I recently attended a conference session by a speaker named Dan who really impressed me. He was so driven and passionate about what he was doing. Dan’s job was not an easy one. He worked in recruitment for a very small college with very little name recognition, which meant that he was constantly under pressure to make deadlines and meet goals. In response, he built an elaborate and impressive customer service structure that could respond to requests within minutes and stay in constant contact with potential students.
Dan spoke with so much energy and shared generously from his great ideas. He clearly read and researched new best practices constantly to figure out how to help his organization stay ahead. I found myself really motivated by his talk, and I wondered how he could generate and sustain so much energy in a very challenging job. As he finished his talk and I looked back over the extensive list of notes I had taken, I realized that he had given me the answer.
Early on in his presentation, Dan shared that he was a very unlikely college graduate. He was not a great student to begin with, but he had gone to college and then dropped out. Years later, he tried again, enrolling at the college where he now works. He related how they took a chance on him, and how people believed in him and patiently supported him in getting his degree against the odds. To this day he is still grateful for the chance he was given.

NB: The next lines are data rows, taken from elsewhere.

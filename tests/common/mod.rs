use userdir::db::UserStore;

pub struct TestApp {
    pub address: String,
}

// run the server in another task so the test can drive it over HTTP
pub async fn spawn_app() -> TestApp {
    spawn_app_with_store(UserStore::seeded()).await
}

pub async fn spawn_app_with_store(store: UserStore) -> TestApp {
    let listener = std::net::TcpListener::bind("127.0.0.1:0").expect("Failed to bind random port");
    let port = listener.local_addr().unwrap().port();
    let address = format!("http://127.0.0.1:{}", port);

    let server = userdir::startup::run(listener, store)
        .await
        .expect("Failed to bind address.");
    let _ = tokio::spawn(server);

    TestApp { address }
}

That is why Dan is a “one-percenter” in the work that he does. That is why he works tirelessly, gives more, and does his homework to keep current – because he is working from a deep sense of gratefulness. Gratitude is one of the most powerful motivators we have, and can often carry us when payment, rewards, or ideals are not strong enough. Dan’s talk was one of the clearest examples I have ever heard of the difference that working from gratefulness can make in our lives.
As you consider the work you are doing, or perhaps wonder what work you should be doing, think about those things in your life for which you are most grateful. We have all been blessed in so many ways, but if you think about it, there are probably one or two specific experiences for which you feel a deep sense of gratitude. Are you working in a job that allows you to tap into that?Can you imagine how much it could add to your work if you were constantly reminded of an opportunity that you were given that changed your life for the better?
Maybe you can work within the job you have to see it as a way to pay back what you have received, or to equip others for similar opportunities. Maybe recognizing how powerful that deep sense of gratitude can be is enough to make you consider making a bold career move. In either case, living from gratefulness is a powerful way to revolutionize the work you do, and people will notice the difference.